Alternatively, we can estimate the frequency of a specific token by song.

lyrics_totals <- sample_lyrics %>%
  # take the column lyrics_clean and divide it by words
  # this uses a similar tokenizer to quanteda
  unnest_tokens(word, lyrics_clean) %>%
  group_by(song) %>%
  mutate(total_tk_song = n()) %>%
  distinct(song,.keep_all=T) 
## group_by: one grouping variable (song)
## mutate (grouped): new variable 'total_tk_song' (integer) with 20 unique values and 0% NA
## distinct (grouped): removed 8,958 rows (>99%), 21 rows remaining (removed 0 groups, 21 groups remaining)
# let's look for "like"
lyrics_like <- sample_lyrics %>%
  # take the column lyrics_clean and divide it by words
  # this uses a similar tokenizer to quanteda
  unnest_tokens(word, lyrics_clean) %>%
  filter(word=="like") %>%
  group_by(song) %>%
  mutate(total_like_song = n()) %>%
  distinct(song,total_like_song) 
## filter: removed 8,934 rows (99%), 45 rows remaining
## group_by: one grouping variable (song)
## mutate (grouped): new variable 'total_like_song' (integer) with 7 unique values and 0% NA
## distinct (grouped): removed 33 rows (73%), 12 rows remaining (removed 0 groups, 12 groups remaining)

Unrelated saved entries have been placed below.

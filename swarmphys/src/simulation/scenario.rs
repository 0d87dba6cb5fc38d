//! Frame driver: owns the swarm and steps it frame by frame
//!
//! Takes a `ScenarioConfig` (YAML-facing) and produces a runtime `Scenario`
//! containing:
//! - the visible `Frame`
//! - the node arena and the live edge / file / person collections
//! - the physics engine the frames are run through
//!
//! `Scenario::step` calls the engine phases in their fixed order; nothing
//! else in the crate decides the order of a frame.

use std::collections::HashMap;
use std::mem;

use log::{debug, info};

use crate::configuration::config::{EdgeConfig, FrameConfig, NodeConfig, ScenarioConfig};
use crate::error::ScenarioError;
use crate::simulation::engine::{ForceEngine, PhysicsEngine};
use crate::simulation::lifecycle::drop_orphaned_edges;
use crate::simulation::states::{Edge, Frame, Node, NodeArena, NodeId, NodeKind, People};
use crate::simulation::vector::NVec2;

pub struct Scenario<E: PhysicsEngine = ForceEngine> {
    pub frame: Frame,
    pub nodes: NodeArena,
    pub edges: Vec<Edge>,
    pub files: Vec<NodeId>,
    pub people: People,
    pub engine: E,
    pub frames_run: u64,
}

impl<E: PhysicsEngine> Scenario<E> {
    pub fn new(frame: Frame, engine: E) -> Self {
        let people = People::new(engine.person_order());
        Self {
            frame,
            nodes: NodeArena::new(),
            edges: Vec::new(),
            files: Vec::new(),
            people,
            engine,
            frames_run: 0,
        }
    }

    /// Add a person exactly as given
    pub fn insert_person(&mut self, node: Node) -> NodeId {
        let id = self.nodes.insert(node);
        self.people.push(id, &self.nodes);
        id
    }

    /// Add a file exactly as given
    pub fn insert_file(&mut self, node: Node) -> NodeId {
        let id = self.nodes.insert(node);
        self.files.push(id);
        id
    }

    /// Add a new person at the engine's start location and velocity
    pub fn admit_person(&mut self, mut node: Node) -> NodeId {
        node.x = self.engine.p_start_location(&self.frame);
        node.v = self.engine.p_start_velocity(node.m);
        self.insert_person(node)
    }

    /// Add a new file at the engine's start location and velocity
    pub fn admit_file(&mut self, mut node: Node) -> NodeId {
        node.x = self.engine.f_start_location(&self.frame);
        node.v = self.engine.f_start_velocity(node.m);
        self.insert_file(node)
    }

    pub fn link(&mut self, edge: Edge) {
        self.edges.push(edge);
    }

    /// Node is still in its live collection
    pub fn is_live(&self, id: NodeId) -> bool {
        match self.nodes.get(id).map(|n| n.kind) {
            Some(NodeKind::Person) => self.people.contains(id),
            Some(NodeKind::File) => self.files.contains(&id),
            None => false,
        }
    }

    /// A person changed a file again: restore both to full life, record the
    /// change size on the file, and refresh their edge or link a new one
    ///
    /// Expired nodes are never revived; returns `false` and changes nothing
    /// if either end is no longer live.
    pub fn record_change(&mut self, person: NodeId, file: NodeId, weight: i32) -> bool {
        if !(self.is_live(person) && self.is_live(file)) {
            debug!(person = person.0, file = file.0; "Change on expired node ignored");
            return false;
        }

        self.nodes[person].freshen();
        let target = &mut self.nodes[file];
        target.freshen();
        target.change_magnitude = weight;

        match self
            .edges
            .iter()
            .position(|e| e.from == person && e.to == file)
        {
            Some(i) => {
                let edge = &mut self.edges[i];
                edge.weight = weight;
                edge.freshen();
            }
            None => self.link(Edge::new(person, file, weight)),
        }
        true
    }

    /// Nothing is left alive to simulate
    pub fn is_empty(&self) -> bool {
        self.edges.is_empty() && self.files.is_empty() && self.people.is_empty()
    }

    /// Run one frame through every engine phase, in order
    pub fn step(&mut self) {
        let order = self.people.order();
        let mut edges = mem::take(&mut self.edges);
        let mut files = mem::take(&mut self.files);
        let mut people = mem::replace(&mut self.people, People::new(order));

        self.engine.initialize_frame();

        edges = self.engine.on_relax_edges(&mut self.nodes, edges);
        files = self.engine.on_relax_nodes(&mut self.nodes, files);
        people = self.engine.on_relax_people(&mut self.nodes, people);

        self.edges = self.engine.on_update_edges(edges);
        self.files = self.engine.on_update_nodes(&self.frame, &mut self.nodes, files);
        self.people = self.engine.on_update_people(&self.frame, &mut self.nodes, people);

        let orphaned = drop_orphaned_edges(&mut self.edges, &self.files, &self.people);
        if orphaned > 0 {
            debug!(dropped = orphaned; "Dropped edges of expired nodes");
        }

        self.engine.finalize_frame();
        self.frames_run += 1;
    }

    /// Step up to `frames` times, stopping early once nothing is alive
    /// Returns the number of frames actually run
    pub fn run(&mut self, frames: u32) -> u32 {
        for i in 0..frames {
            if self.is_empty() {
                info!(frame = i; "Simulation emptied, stopping early");
                return i;
            }
            self.step();
            debug!(
                frame = self.frames_run,
                edges = self.edges.len(),
                files = self.files.len(),
                people = self.people.len();
                "Frame done"
            );
        }
        frames
    }
}

impl Scenario<ForceEngine> {
    /// Build a runnable scenario from its configuration
    pub fn build(cfg: &ScenarioConfig) -> Result<Self, ScenarioError> {
        let FrameConfig { width, height } = cfg.frame;
        if !(width.is_finite() && height.is_finite() && width > 0.0 && height > 0.0) {
            return Err(ScenarioError::BadFrame { width, height });
        }

        let engine = ForceEngine::setup(&cfg.engine.to_options()?)?;
        let mut scenario = Scenario::new(Frame::new(width, height), engine);
        let mut by_name: HashMap<&str, NodeId> = HashMap::new();

        for nc in &cfg.persons {
            let id = scenario.insert_configured(nc, Node::person(&nc.name))?;
            if by_name.insert(&nc.name, id).is_some() {
                return Err(ScenarioError::DuplicateNode(nc.name.clone()));
            }
        }
        for nc in &cfg.files {
            let id = scenario.insert_configured(nc, Node::file(&nc.name))?;
            if by_name.insert(&nc.name, id).is_some() {
                return Err(ScenarioError::DuplicateNode(nc.name.clone()));
            }
        }
        for ec in &cfg.edges {
            let edge = scenario.resolve_edge(ec, &by_name)?;
            scenario.link(edge);
        }

        info!(
            persons = scenario.people.len(),
            files = scenario.files.len(),
            edges = scenario.edges.len();
            "Scenario built"
        );
        Ok(scenario)
    }

    fn insert_configured(&mut self, nc: &NodeConfig, mut node: Node) -> Result<NodeId, ScenarioError> {
        if let Some(m) = nc.m {
            node.m = finite(&nc.name, "m", m)?;
        }
        if let Some(max_speed) = nc.max_speed {
            node.max_speed = finite(&nc.name, "max_speed", max_speed)?;
        }
        if let Some(life) = nc.life {
            node.life = life.min(node.life_init);
        }
        if let Some(change) = nc.change {
            node.change_magnitude = change;
        }

        let kind = node.kind;
        node.x = match &nc.x {
            Some(x) => vec2(&nc.name, "x", x)?,
            None => match kind {
                NodeKind::Person => self.engine.p_start_location(&self.frame),
                NodeKind::File => self.engine.f_start_location(&self.frame),
            },
        };
        node.x = self.frame.clamp(node.x);
        node.v = match &nc.v {
            Some(v) => vec2(&nc.name, "v", v)?,
            None => match kind {
                NodeKind::Person => self.engine.p_start_velocity(node.m),
                NodeKind::File => self.engine.f_start_velocity(node.m),
            },
        };

        Ok(match kind {
            NodeKind::Person => self.insert_person(node),
            NodeKind::File => self.insert_file(node),
        })
    }

    fn resolve_edge(&self, ec: &EdgeConfig, by_name: &HashMap<&str, NodeId>) -> Result<Edge, ScenarioError> {
        let lookup = |name: &str| {
            by_name
                .get(name)
                .copied()
                .ok_or_else(|| ScenarioError::UnknownNode(name.to_string()))
        };
        let from = lookup(&ec.from)?;
        let to = lookup(&ec.to)?;
        if self.nodes[from].kind != NodeKind::Person || self.nodes[to].kind != NodeKind::File {
            return Err(ScenarioError::EdgeKinds {
                from: ec.from.clone(),
                to: ec.to.clone(),
            });
        }

        let mut edge = Edge::new(from, to, ec.weight);
        if let Some(len) = ec.len {
            edge.len = finite(&format!("{} -> {}", ec.from, ec.to), "len", len)?;
        }
        if let Some(life) = ec.life {
            edge.life = life.min(edge.life_init);
        }
        Ok(edge)
    }
}

fn finite(name: &str, field: &'static str, value: f32) -> Result<f32, ScenarioError> {
    if value.is_finite() {
        Ok(value)
    } else {
        Err(ScenarioError::NotFinite {
            name: name.to_string(),
            field,
        })
    }
}

fn vec2(name: &str, field: &'static str, xs: &[f32]) -> Result<NVec2, ScenarioError> {
    match xs {
        [x, y] => Ok(NVec2::new(finite(name, field, *x)?, finite(name, field, *y)?)),
        _ => Err(ScenarioError::BadVector {
            name: name.to_string(),
            field,
            len: xs.len(),
        }),
    }
}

We can now join these two data frames together with the left_join() function using the “song” column as the key. We can then pipe the joined data into a plot.

lyrics_totals %>%
  left_join(lyrics_like, by = "song") %>%
  ungroup() %>%
  mutate(like_prop = total_like_song/total_tk_song) %>%
  ggplot(aes(x=song,y=like_prop,fill=artist,color=artist)) +
  geom_col(alpha=.8) +
  scale_color_manual(values = wes_palette("Royal2")) +
  scale_fill_manual(values = wes_palette("Royal2")) +
  facet_wrap(~artist, scales = "free_x", nrow = 1) + 
  theme_minimal() +
  theme(legend.position="none",
        axis.text.x = element_text(angle = 90, size = 5,vjust = 0.5, hjust=1)) +
  labs(x="", y = "Prop. of \'Like\'", color = "", fill = "")
## left_join: added one column (total_like_song)
##            > rows only in x             9
##            > rows only in lyrics_like ( 0)
##            > matched rows              12
##            >                          ====
##            > rows total                21
## ungroup: no grouping variables remain
## mutate: new variable 'like_prop' (double) with 13 unique values and 43% NA

2.6 Final Words

As will often be the case, we won’t be able to cover every single feature that the different packages have to offer, show every object we create, or explore everything we can do with them. My advice is that you go home and explore the code in detail. Try applying it to a different corpus and come to the next class with questions (or just show off what you were able to do).